- _Work instructions_: State the number of lines in the listing that contain "const". No further words are expected.

- _Data for the task_:
• • • • •

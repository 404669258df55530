//! Upload screen: new-document form validation and submit.

use crate::api::{ApiClient, NewDocument};
use crate::authz;
use crate::error::{AppError, Result};
use crate::models::{Document, Id};
use crate::session::SessionStore;

/// Upload size cap.
pub const MAX_FILE_SIZE: u64 = 10 * 1024 * 1024;

/// Accepted upload extensions.
pub const ALLOWED_EXTENSIONS: [&str; 6] = ["pdf", "docx", "xlsx", "jpg", "jpeg", "png"];

/// Validate a draft before any network call. The first failing field
/// wins, mirroring the form's top-to-bottom checks.
pub fn validate(draft: &NewDocument) -> Result<()> {
    if draft.title.trim().is_empty() {
        return Err(AppError::Validation("Title is required".into()));
    }
    if draft.category_id.is_none() {
        return Err(AppError::Validation("Category is required".into()));
    }
    if draft.department_id.is_none() {
        return Err(AppError::Validation("Department is required".into()));
    }
    let Some(file) = &draft.file else {
        return Err(AppError::Validation("File is required".into()));
    };
    if file.data.len() as u64 > MAX_FILE_SIZE {
        return Err(AppError::Validation("File must be 10MB or smaller".into()));
    }
    if !has_allowed_extension(&file.file_name) {
        return Err(AppError::Validation(
            "File type must be PDF, DOCX, XLSX, JPG, or PNG".into(),
        ));
    }
    Ok(())
}

fn has_allowed_extension(file_name: &str) -> bool {
    file_name
        .rsplit_once('.')
        .map(|(_, ext)| {
            let ext = ext.to_lowercase();
            ALLOWED_EXTENSIONS.contains(&ext.as_str())
        })
        .unwrap_or(false)
}

/// The department the draft must carry: managers are locked to their own
/// department, everyone else keeps their pick.
pub fn effective_department(session: &SessionStore, picked: Option<Id>) -> Option<Id> {
    if authz::is_department_locked(session.user()) {
        session.user().and_then(|user| user.department_id.clone())
    } else {
        picked
    }
}

/// Validate and submit the draft. Requires `documents-create`.
pub async fn submit(
    client: &ApiClient,
    session: &SessionStore,
    mut draft: NewDocument,
) -> Result<Document> {
    if !authz::has_permission(session.user(), authz::DOCUMENTS_CREATE) {
        return Err(AppError::Authorization(
            "You do not have permission to upload documents.".into(),
        ));
    }
    let token = session
        .token()
        .ok_or_else(|| AppError::Authentication("not signed in".into()))?;

    draft.department_id = effective_department(session, draft.department_id.take());
    validate(&draft)?;

    client.create_document(token, draft).await.map_err(|e| match e {
        // Keep the backend's own validation messages verbatim.
        AppError::Api { status, message } if status == 422 => AppError::Validation(message),
        other => super::surface(other, "Access denied", "Failed to create document"),
    })
}

#[cfg(test)]
mod tests {
    use super::*;
    use crate::api::FileUpload;
    use crate::models::AccessLevel;
    use crate::session::{MemoryBackend, PersistedSession, SessionBackend, SessionStore};

    fn draft_with_file(file_name: &str, size: usize) -> NewDocument {
        NewDocument {
            title: "Handbook".into(),
            description: None,
            access_level: AccessLevel::Public,
            category_id: Some(Id::from("1")),
            department_id: Some(Id::from("2")),
            file: Some(FileUpload {
                file_name: file_name.into(),
                content_type: None,
                data: vec![0; size],
            }),
        }
    }

    fn session_for(user_json: &str) -> SessionStore {
        let backend = MemoryBackend::default();
        backend
            .store(&PersistedSession {
                token: Some("tok".into()),
                user: Some(serde_json::from_str(user_json).unwrap()),
            })
            .unwrap();
        SessionStore::new(Box::new(backend))
    }

    #[test]
    fn test_validation_order_first_failure_wins() {
        let mut draft = draft_with_file("a.pdf", 10);
        draft.title = "  ".into();
        draft.category_id = None;
        let err = validate(&draft).unwrap_err();
        assert!(matches!(err, AppError::Validation(msg) if msg == "Title is required"));
    }

    #[test]
    fn test_missing_file_rejected() {
        let mut draft = draft_with_file("a.pdf", 10);
        draft.file = None;
        let err = validate(&draft).unwrap_err();
        assert!(matches!(err, AppError::Validation(msg) if msg == "File is required"));
    }

    #[test]
    fn test_oversized_file_rejected() {
        let draft = draft_with_file("a.pdf", (MAX_FILE_SIZE + 1) as usize);
        let err = validate(&draft).unwrap_err();
        assert!(matches!(err, AppError::Validation(msg) if msg.contains("10MB")));
    }

    #[test]
    fn test_extension_allowlist() {
        assert!(validate(&draft_with_file("report.PDF", 10)).is_ok());
        assert!(validate(&draft_with_file("photo.jpeg", 10)).is_ok());
        let err = validate(&draft_with_file("script.exe", 10)).unwrap_err();
        assert!(matches!(err, AppError::Validation(msg) if msg.contains("File type")));
        let err = validate(&draft_with_file("noextension", 10)).unwrap_err();
        assert!(matches!(err, AppError::Validation(_)));
    }

    #[test]
    fn test_manager_department_is_locked_to_own() {
        let session =
            session_for(r#"{"id":7,"name":"Ana","department_id":4,"roles":["manager"]}"#);
        let effective = effective_department(&session, Some(Id::from("2")));
        assert_eq!(effective, Some(Id::from("4")));
    }

    #[test]
    fn test_non_manager_keeps_picked_department() {
        let session =
            session_for(r#"{"id":7,"name":"Ana","department_id":4,"roles":["admin"]}"#);
        let effective = effective_department(&session, Some(Id::from("2")));
        assert_eq!(effective, Some(Id::from("2")));
    }
}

• • • • •

- _Exercise solution_: 2